My new girlfriend is somewhat of a Facebook fiend. Every place we go, she "checks in" and tags me. Once there, she takes photos and posts them. She posts to my wall every few days and now, after three months of dating, she wants me to change my status to "in a relationship" with her. I check Facebook maybe once a week and I don't like living my life online, broadcasting my every move and my intimate relationships. My friends are teasing me about how often I'm showing up in their newsfeeds since I met her, and I'm a little embarrassed. How do I broach this subject with her?
He Said: Ah, the old Facebook privacy predicament! If you tell her that you don't want your status updated, she may take it personally. If you give her the okay, your sense of privacy will be violated. Truth be told, a lot of social media enthusiasts run roughshod over the sensitivity of others—with the help of lax Facebook privacy policies—which is why you have to be careful about whom you friend. (Given some of the red-eyed photos of myself posted over the years, all I can say is thank god you can un-tag yourself.) It’s not that they’re being rude. They just forget that not everyone desires the transparency in which they revel.
I would gently ask her to stop posting your whereabouts, not because you don't adore her, but because you feel a little overly exposed. If that doesn’t work, just un-friend yourself. Remind her that Facebook is just the virtual world. In the real world, you are proud to be associated with her. Sometimes the healthiest thing for a relationship is setting careful boundaries. Surely this is one of them.
She Said: Only a man could advise un-friending a current girlfriend as a solution to anything. Do not un-friend her. That will cause you infinitely more grief than her obsessive posts and the mild embarrassment you feel about them.
It’s pretty clear to anyone on Facebook that its purposes go far afield of simple “connection.” At times, it’s more like a subtle online version of Lord of the Flies. People use it not only to reiterate what most matters to them—be it food, music, politics, humor, fashion, or kitten videos—but also to gain social standing, vent anger, stalk those they view as competition, and claim their territory.

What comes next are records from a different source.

// Copyright 2025 Lablup Inc. and Jeongkyu Shin
//
// Licensed under the Apache License, Version 2.0 (the "License");
// you may not use this file except in compliance with the License.
// You may obtain a copy of the License at
//
//     http://www.apache.org/licenses/LICENSE-2.0
//
// Unless required by applicable law or agreed to in writing, software
// distributed under the License is distributed on an "AS IS" BASIS,
// WITHOUT WARRANTIES OR CONDITIONS OF ANY KIND, either express or implied.
// See the License for the specific language governing permissions and
// limitations under the License.

use anyhow::Result;
use owo_colors::OwoColorize;
use std::path::Path;

use crate::config::template::{generate_commands, generate_domains};
use crate::config::ConfigError;
use crate::executor::format_error_chain;

/// Write the starter domains and commands files.
///
/// Each file is handled on its own: an existing domains file does not stop
/// the commands file from being generated.
pub async fn init_configs(file_domains: &Path, file_commands: &Path, verbose: bool) -> Result<()> {
    report("domains", file_domains, generate_domains(file_domains).await, verbose)?;
    report("commands", file_commands, generate_commands(file_commands).await, verbose)?;
    Ok(())
}

fn report(
    kind: &str,
    path: &Path,
    result: Result<(), ConfigError>,
    verbose: bool,
) -> Result<()> {
    match result {
        Ok(()) => {
            println!(
                "Generated config file for {kind}: {}",
                path.display().to_string().green()
            );
            Ok(())
        }
        Err(e @ ConfigError::AlreadyExists { .. }) => {
            println!(
                "{} {}",
                "Config file already exists:".red(),
                path.display().to_string().yellow()
            );
            if verbose {
                println!("{}", format_error_chain(&e).red());
            }
            Ok(())
        }
        Err(e) => Err(e.into()),
    }
}
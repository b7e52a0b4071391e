// Copyright 2025 Lablup Inc. and Jeongkyu Shin
//
// Licensed under the Apache License, Version 2.0 (the "License");
// you may not use this file except in compliance with the License.
// You may obtain a copy of the License at
//
//     http://www.apache.org/licenses/LICENSE-2.0
//
// Unless required by applicable law or agreed to in writing, software
// distributed under the License is distributed on an "AS IS" BASIS,
// WITHOUT WARRANTIES OR CONDITIONS OF ANY KIND, either express or implied.
// See the License for the specific language governing permissions and
// limitations under the License.

//! Accumulated command results: host → category → field → output.
//!
//! Hosts, categories and fields all keep the order in which they were first
//! recorded. The table view relies on this to derive its columns.

use serde::ser::{Serialize, SerializeMap, Serializer};

/// Insertion-ordered map with linear lookup.
#[derive(Debug, Clone, PartialEq, Eq)]
pub struct OrderedMap<V> {
    entries: Vec<(String, V)>,
}

impl<V> Default for OrderedMap<V> {
    fn default() -> Self {
        Self {
            entries: Vec::new(),
        }
    }
}

impl<V> OrderedMap<V> {
    pub fn get(&self, key: &str) -> Option<&V> {
        self.entries.iter().find(|(k, _)| k == key).map(|(_, v)| v)
    }

    fn position(&self, key: &str) -> Option<usize> {
        self.entries.iter().position(|(k, _)| k == key)
    }

    pub fn get_or_insert_with(&mut self, key: &str, default: impl FnOnce() -> V) -> &mut V {
        let index = match self.position(key) {
            Some(index) => index,
            None => {
                self.entries.push((key.to_string(), default()));
                self.entries.len() - 1
            }
        };
        &mut self.entries[index].1
    }

    /// Insert or replace. A replaced key keeps its original position.
    pub fn insert(&mut self, key: &str, value: V) {
        match self.position(key) {
            Some(index) => self.entries[index].1 = value,
            None => self.entries.push((key.to_string(), value)),
        }
    }

    pub fn iter(&self) -> impl Iterator<Item = (&str, &V)> {
        self.entries.iter().map(|(k, v)| (k.as_str(), v))
    }

    pub fn keys(&self) -> impl Iterator<Item = &str> {
        self.entries.iter().map(|(k, _)| k.as_str())
    }

    pub fn len(&self) -> usize {
        self.entries.len()
    }

    pub fn is_empty(&self) -> bool {
        self.entries.is_empty()
    }
}

impl<V: Serialize> Serialize for OrderedMap<V> {
    fn serialize<S: Serializer>(&self, serializer: S) -> Result<S::Ok, S::Error> {
        let mut map = serializer.serialize_map(Some(self.entries.len()))?;
        for (key, value) in &self.entries {
            map.serialize_entry(key, value)?;
        }
        map.end()
    }
}

/// field → output
pub type FieldMap = OrderedMap<Option<String>>;
/// category → fields
pub type HostReport = OrderedMap<FieldMap>;

#[derive(Debug, Clone, Default, PartialEq, Eq)]
pub struct ResultAggregate {
    hosts: OrderedMap<HostReport>,
}

impl ResultAggregate {
    pub fn new() -> Self {
        Self::default()
    }

    /// Make sure `host` has an entry, even if nothing is ever recorded for it.
    pub fn ensure_host(&mut self, host: &str) {
        self.hosts.get_or_insert_with(host, HostReport::default);
    }

    pub fn record(&mut self, host: &str, category: &str, field: &str, output: Option<String>) {
        self.hosts
            .get_or_insert_with(host, HostReport::default)
            .get_or_insert_with(category, FieldMap::default)
            .insert(field, output);
    }

    /// `None` when the host/category/field was never recorded.
    pub fn get(&self, host: &str, category: &str, field: &str) -> Option<Option<&str>> {
        self.hosts
            .get(host)?
            .get(category)?
            .get(field)
            .map(|value| value.as_deref())
    }

    pub fn host(&self, host: &str) -> Option<&HostReport> {
        self.hosts.get(host)
    }

    pub fn hosts(&self) -> impl Iterator<Item = (&str, &HostReport)> {
        self.hosts.iter()
    }

    pub fn host_names(&self) -> impl Iterator<Item = &str> {
        self.hosts.keys()
    }

    pub fn len(&self) -> usize {
        self.hosts.len()
    }

    pub fn is_empty(&self) -> bool {
        self.hosts.is_empty()
    }

    /// Reorder hosts to follow `order`. Hosts not named keep their relative
    /// order and go last.
    pub fn reorder_hosts<S: AsRef<str>>(&mut self, order: &[S]) {
        let rank = |host: &str| {
            order
                .iter()
                .position(|o| o.as_ref() == host)
                .unwrap_or(usize::MAX)
        };
        self.hosts.entries.sort_by_key(|(host, _)| rank(host));
    }
}

impl Serialize for ResultAggregate {
    fn serialize<S: Serializer>(&self, serializer: S) -> Result<S::Ok, S::Error> {
        self.hosts.serialize(serializer)
    }
}

#[cfg(test)]
mod tests {
    use super::*;

    #[test]
    fn test_nested_shape() {
        let mut aggregate = ResultAggregate::new();
        aggregate.record("h1", "whoami", "value", Some("root".to_string()));
        aggregate.record("h1", "hostname", "value", Some("h1".to_string()));

        let json = serde_json::to_value(&aggregate).unwrap();
        assert_eq!(
            json,
            serde_json::json!({
                "h1": {
                    "whoami": {"value": "root"},
                    "hostname": {"value": "h1"}
                }
            })
        );
    }

    #[test]
    fn test_insertion_order_is_kept() {
        let mut aggregate = ResultAggregate::new();
        aggregate.record("zeta", "b", "x", None);
        aggregate.record("alpha", "a", "x", None);
        aggregate.record("zeta", "a", "y", Some("1".to_string()));

        let hosts: Vec<&str> = aggregate.host_names().collect();
        assert_eq!(hosts, vec!["zeta", "alpha"]);

        let categories: Vec<&str> = aggregate.host("zeta").unwrap().keys().collect();
        assert_eq!(categories, vec!["b", "a"]);

        let text = serde_json::to_string(&aggregate).unwrap();
        assert_eq!(
            text,
            r#"{"zeta":{"b":{"x":null},"a":{"y":"1"}},"alpha":{"a":{"x":null}}}"#
        );
    }

    #[test]
    fn test_ensure_host_and_overwrite() {
        let mut aggregate = ResultAggregate::new();
        aggregate.ensure_host("h1");
        assert_eq!(aggregate.len(), 1);
        assert!(aggregate.host("h1").unwrap().is_empty());

        aggregate.record("h1", "c", "f", Some("old".to_string()));
        aggregate.record("h1", "c", "f", Some("new".to_string()));
        assert_eq!(aggregate.get("h1", "c", "f"), Some(Some("new")));
        assert_eq!(aggregate.get("h1", "c", "missing"), None);

        aggregate.ensure_host("h1");
        assert_eq!(aggregate.get("h1", "c", "f"), Some(Some("new")));
    }

    #[test]
    fn test_reorder_hosts() {
        let mut aggregate = ResultAggregate::new();
        for host in ["c", "a", "x", "b"] {
            aggregate.ensure_host(host);
        }
        aggregate.reorder_hosts(&["a", "b", "c"]);
        let hosts: Vec<&str> = aggregate.host_names().collect();
        assert_eq!(hosts, vec!["a", "b", "c", "x"]);
    }
}
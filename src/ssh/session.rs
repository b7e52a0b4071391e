// Copyright 2025 Lablup Inc. and Jeongkyu Shin
//
// Licensed under the Apache License, Version 2.0 (the "License");
// you may not use this file except in compliance with the License.
// You may obtain a copy of the License at
//
//     http://www.apache.org/licenses/LICENSE-2.0
//
// Unless required by applicable law or agreed to in writing, software
// distributed under the License is distributed on an "AS IS" BASIS,
// WITHOUT WARRANTIES OR CONDITIONS OF ANY KIND, either express or implied.
// See the License for the specific language governing permissions and
// limitations under the License.

//! A live, authenticated connection to one host.

use std::fmt;

use super::transport::Transport;

/// Lifecycle of a [`Session`].
#[derive(Debug, Clone, Copy, PartialEq, Eq)]
pub enum SessionState {
    Unconnected,
    KeyLoaded,
    Connected,
    CommandRunning,
    CommandComplete,
    Closed,
}

impl fmt::Display for SessionState {
    fn fmt(&self, f: &mut fmt::Formatter<'_>) -> fmt::Result {
        let name = match self {
            SessionState::Unconnected => "unconnected",
            SessionState::KeyLoaded => "key-loaded",
            SessionState::Connected => "connected",
            SessionState::CommandRunning => "command-running",
            SessionState::CommandComplete => "command-complete",
            SessionState::Closed => "closed",
        };
        f.write_str(name)
    }
}

pub struct Session {
    domain: String,
    transport: Option<Box<dyn Transport>>,
    state: SessionState,
}

impl Session {
    pub fn new(domain: impl Into<String>) -> Self {
        Self {
            domain: domain.into(),
            transport: None,
            state: SessionState::Unconnected,
        }
    }

    /// Session that already owns an authenticated transport.
    pub fn connected(domain: impl Into<String>, transport: Box<dyn Transport>) -> Self {
        Self {
            domain: domain.into(),
            transport: Some(transport),
            state: SessionState::Connected,
        }
    }

    pub fn domain(&self) -> &str {
        &self.domain
    }

    pub fn state(&self) -> SessionState {
        self.state
    }

    pub(crate) fn mark_key_loaded(&mut self) {
        self.state = SessionState::KeyLoaded;
    }

    pub(crate) fn attach(&mut self, transport: Box<dyn Transport>) {
        self.transport = Some(transport);
        self.state = SessionState::Connected;
    }

    pub(crate) fn set_state(&mut self, state: SessionState) {
        self.state = state;
    }

    pub(crate) fn transport(&self) -> Option<&dyn Transport> {
        self.transport.as_deref()
    }

    pub fn is_open(&self) -> bool {
        self.transport.is_some()
    }

    /// Disconnect the transport. Safe to call repeatedly and on a session
    /// that never connected.
    pub async fn close(&mut self) {
        if let Some(transport) = self.transport.take() {
            if let Err(e) = transport.disconnect().await {
                tracing::debug!("Error while disconnecting from {}: {}", self.domain, e);
            }
            tracing::debug!("Closed session to {}", self.domain);
        }
        self.state = SessionState::Closed;
    }
}

impl fmt::Debug for Session {
    fn fmt(&self, f: &mut fmt::Formatter<'_>) -> fmt::Result {
        f.debug_struct("Session")
            .field("domain", &self.domain)
            .field("state", &self.state)
            .field("open", &self.transport.is_some())
            .finish()
    }
}
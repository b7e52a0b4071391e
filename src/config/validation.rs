// Copyright 2025 Lablup Inc. and Jeongkyu Shin
//
// Licensed under the Apache License, Version 2.0 (the "License");
// you may not use this file except in compliance with the License.
// You may obtain a copy of the License at
//
//     http://www.apache.org/licenses/LICENSE-2.0
//
// Unless required by applicable law or agreed to in writing, software
// distributed under the License is distributed on an "AS IS" BASIS,
// WITHOUT WARRANTIES OR CONDITIONS OF ANY KIND, either express or implied.
// See the License for the specific language governing permissions and
// limitations under the License.

//! Structural verification of the YAML configuration files.
//!
//! Unlike loading, verification does not stop at the first problem. Every
//! issue found in one pass is returned so the operator can fix them together.

use serde_yaml::{Mapping, Value};
use std::fmt;
use std::str::FromStr;

use super::credentials::SshKeyType;

/// One structural problem in a configuration file.
#[derive(Debug, Clone, PartialEq, Eq)]
pub struct ValidationError {
    /// Where the problem is, e.g. `defaults` or `domains[2]`.
    pub location: String,
    pub message: String,
}

impl ValidationError {
    fn new(location: impl Into<String>, message: impl Into<String>) -> Self {
        Self {
            location: location.into(),
            message: message.into(),
        }
    }
}

impl fmt::Display for ValidationError {
    fn fmt(&self, f: &mut fmt::Formatter<'_>) -> fmt::Result {
        write!(f, "{}: {}", self.location, self.message)
    }
}

/// Which file layout to verify against.
#[derive(Debug, Clone, Copy, PartialEq, Eq, clap::ValueEnum)]
pub enum VerifyTarget {
    Domains,
    Commands,
}

impl fmt::Display for VerifyTarget {
    fn fmt(&self, f: &mut fmt::Formatter<'_>) -> fmt::Result {
        match self {
            VerifyTarget::Domains => write!(f, "domains"),
            VerifyTarget::Commands => write!(f, "commands"),
        }
    }
}

pub fn verify(target: VerifyTarget, data: &Value) -> Vec<ValidationError> {
    match target {
        VerifyTarget::Domains => verify_domains(data),
        VerifyTarget::Commands => verify_commands(data),
    }
}

/// Check the layout of a domains file.
pub fn verify_domains(data: &Value) -> Vec<ValidationError> {
    let mut errors = Vec::new();

    let Some(root) = data.as_mapping() else {
        errors.push(ValidationError::new("<root>", "document should be a mapping"));
        return errors;
    };

    match root.get("defaults") {
        None => errors.push(ValidationError::new("defaults", "section is missing")),
        Some(Value::Null) => errors.push(ValidationError::new("defaults", "section is empty")),
        Some(Value::Mapping(defaults)) => {
            check_no_nulls("defaults", defaults, &["ssh_key_password"], &mut errors);
            check_host_fields("defaults", defaults, &mut errors);
        }
        Some(_) => errors.push(ValidationError::new("defaults", "section should be a mapping")),
    }

    match root.get("domains") {
        None => errors.push(ValidationError::new("domains", "section is missing")),
        Some(Value::Null) => errors.push(ValidationError::new("domains", "section is empty")),
        Some(Value::Sequence(items)) => {
            if items.is_empty() {
                errors.push(ValidationError::new("domains", "section is empty"));
            }
            for (i, item) in items.iter().enumerate() {
                let location = format!("domains[{}]", i + 1);
                let Some(domain) = item.get("domain") else {
                    errors.push(ValidationError::new(location, "missing key 'domain'"));
                    continue;
                };
                let Some(domain) = domain.as_mapping() else {
                    errors.push(ValidationError::new(location, "'domain' should be a mapping"));
                    continue;
                };
                if !domain.contains_key("name") && !domain.contains_key("host") {
                    errors.push(ValidationError::new(&location, "missing key 'name'"));
                }
                check_no_nulls(&location, domain, &[], &mut errors);
                check_host_fields(&location, domain, &mut errors);
            }
        }
        Some(_) => errors.push(ValidationError::new("domains", "section should be a list")),
    }

    errors
}

/// Check the layout of a commands file.
pub fn verify_commands(data: &Value) -> Vec<ValidationError> {
    let mut errors = Vec::new();

    let Some(items) = data.get("commands") else {
        errors.push(ValidationError::new("commands", "section is missing"));
        return errors;
    };
    let Some(items) = items.as_sequence() else {
        errors.push(ValidationError::new("commands", "section should be a list"));
        return errors;
    };
    if items.is_empty() {
        errors.push(ValidationError::new("commands", "section is empty"));
    }

    for (i, item) in items.iter().enumerate() {
        let location = format!("commands[{}]", i + 1);
        let Some(entry) = item.get("item").and_then(Value::as_mapping) else {
            errors.push(ValidationError::new(location, "missing mapping 'item'"));
            continue;
        };

        match entry.get("command") {
            Some(Value::String(cmd)) if !cmd.trim().is_empty() => {}
            Some(Value::String(_)) => {
                errors.push(ValidationError::new(&location, "'command' is empty"))
            }
            Some(_) => errors.push(ValidationError::new(&location, "'command' should be a string")),
            None => errors.push(ValidationError::new(&location, "missing key 'command'")),
        }

        match entry.get("report").and_then(Value::as_mapping) {
            None => errors.push(ValidationError::new(&location, "missing mapping 'report'")),
            Some(report) => match report.get("category") {
                Some(Value::String(_)) => {}
                Some(_) => errors.push(ValidationError::new(
                    &location,
                    "'report.category' should be a string",
                )),
                None => errors.push(ValidationError::new(&location, "missing key 'report.category'")),
            },
        }
    }

    errors
}

fn check_no_nulls(
    location: &str,
    section: &Mapping,
    nullable: &[&str],
    errors: &mut Vec<ValidationError>,
) {
    for (key, value) in section {
        let key = key.as_str().unwrap_or("<non-string key>");
        if value.is_null() && !nullable.contains(&key) {
            errors.push(ValidationError::new(
                location,
                format!("value for '{key}' cannot be null"),
            ));
        }
    }
}

fn check_host_fields(location: &str, section: &Mapping, errors: &mut Vec<ValidationError>) {
    for key in ["ssh_key_path", "ssh_key_type", "user"] {
        if let Some(value) = section.get(key) {
            if !value.is_null() && !value.is_string() {
                errors.push(ValidationError::new(
                    location,
                    format!("'{key}' should be a string"),
                ));
            }
        }
    }

    if let Some(Value::String(key_type)) = section.get("ssh_key_type") {
        if SshKeyType::from_str(key_type).is_err() {
            errors.push(ValidationError::new(
                location,
                format!("unsupported ssh_key_type '{key_type}'"),
            ));
        }
    }

    match section.get("port") {
        None | Some(Value::Null) => {}
        Some(Value::Number(n)) if n.as_u64().is_some_and(|p| p <= u16::MAX as u64) => {}
        Some(Value::String(s)) if s.trim().parse::<u16>().is_ok() => {}
        Some(other) => errors.push(ValidationError::new(
            location,
            format!("'port' should be an integer, got {}", describe(other)),
        )),
    }
}

fn describe(value: &Value) -> String {
    match value {
        Value::String(s) => format!("'{s}'"),
        Value::Number(n) => n.to_string(),
        Value::Bool(b) => b.to_string(),
        Value::Sequence(_) => "a list".to_string(),
        Value::Mapping(_) => "a mapping".to_string(),
        Value::Null => "null".to_string(),
        Value::Tagged(_) => "a tagged value".to_string(),
    }
}

#[cfg(test)]
mod tests {
    use super::*;

    fn parse(yaml: &str) -> Value {
        serde_yaml::from_str(yaml).unwrap()
    }

    #[test]
    fn test_valid_domains_file_has_no_errors() {
        let data = parse(
            r#"
defaults:
  port: "22"
  user: root
  ssh_key_path: ~/.ssh/id_rsa
  ssh_key_password: null
  ssh_key_type: rsa
domains:
  - domain:
      name: localhost
      port: 22
"#,
        );
        assert!(verify_domains(&data).is_empty());
    }

    #[test]
    fn test_collects_multiple_errors_in_one_pass() {
        let data = parse(
            r#"
domains:
  - domain:
      port: abc
      user: 42
  - other: x
"#,
        );
        let errors = verify_domains(&data);
        let rendered: Vec<String> = errors.iter().map(ToString::to_string).collect();

        assert!(rendered.contains(&"defaults: section is missing".to_string()));
        assert!(rendered.contains(&"domains[1]: missing key 'name'".to_string()));
        assert!(rendered.contains(&"domains[1]: 'user' should be a string".to_string()));
        assert!(rendered
            .iter()
            .any(|e| e.starts_with("domains[1]: 'port' should be an integer")));
        assert!(rendered.contains(&"domains[2]: missing key 'domain'".to_string()));
        assert!(errors.len() >= 5);
    }

    #[test]
    fn test_domains_must_be_list() {
        let data = parse("defaults:\n  user: root\ndomains: web1\n");
        let errors = verify_domains(&data);
        assert_eq!(errors.len(), 1);
        assert_eq!(errors[0].message, "section should be a list");
    }

    #[test]
    fn test_null_values_are_reported() {
        let data = parse(
            "defaults:\n  user: null\ndomains:\n  - domain:\n      name: h1\n      ssh_key_path: null\n",
        );
        let errors = verify_domains(&data);
        assert_eq!(errors.len(), 2);
        assert!(errors.iter().all(|e| e.message.contains("cannot be null")));
    }

    #[test]
    fn test_host_alias_satisfies_name() {
        let data = parse("defaults:\n  user: root\ndomains:\n  - domain:\n      host: h1\n");
        assert!(verify_domains(&data).is_empty());
    }

    #[test]
    fn test_commands_file_checks() {
        let data = parse(
            r#"
commands:
  - item:
      command: whoami
      report: {category: whoami, field: value}
  - item:
      command: ""
  - nothing: here
"#,
        );
        let errors = verify_commands(&data);
        let rendered: Vec<String> = errors.iter().map(ToString::to_string).collect();
        assert_eq!(
            rendered,
            vec![
                "commands[2]: 'command' is empty".to_string(),
                "commands[2]: missing mapping 'report'".to_string(),
                "commands[3]: missing mapping 'item'".to_string(),
            ]
        );
    }
}
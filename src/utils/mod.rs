// Copyright 2025 Lablup Inc. and Jeongkyu Shin
//
// Licensed under the Apache License, Version 2.0 (the "License");
// you may not use this file except in compliance with the License.
// You may obtain a copy of the License at
//
//     http://www.apache.org/licenses/LICENSE-2.0
//
// Unless required by applicable law or agreed to in writing, software
// distributed under the License is distributed on an "AS IS" BASIS,
// WITHOUT WARRANTIES OR CONDITIONS OF ANY KIND, either express or implied.
// See the License for the specific language governing permissions and
// limitations under the License.

pub mod logging;

pub use logging::init_logging;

That’s what your girlfriend is doing when she checks in, tags you, and pushes you to change your relationship status—claiming you as “taken.” Is there a discernible reason for her to feel especially territorial, an ex-girlfriend who might be viewing these posts, perhaps, or a cute coworker or female pal by whom your GF might feel threatened? If so, you can put a dent in this problem the way men have for decades—offline, with attention, commitment, and a dash of romance. Let her know she’s number one. Then, tell her that while you like to occasionally use Facebook to keep up with friends and family, you are much too private to want your daily comings and goings posted. Ask her to stop tagging you. Tell her that when you two go out, you’d prefer to fully engage with her instead of waiting while she whips out her phone to keep the world abreast of your whereabouts. If she hedges, or doesn’t stop, tell her that your need for privacy has to be respected in order for you take a relationship seriously in the long run. That should scare her straight.
But about that relationship status. I suggest changing it. It’s true that you are indeed “in a relationship,” and everyone in your life already knows it, so why not? Plus, in Facebookland, it’s the one piece of territorial information that trumps all others, so changing it is likely to both assuage her and slow down her constant posts.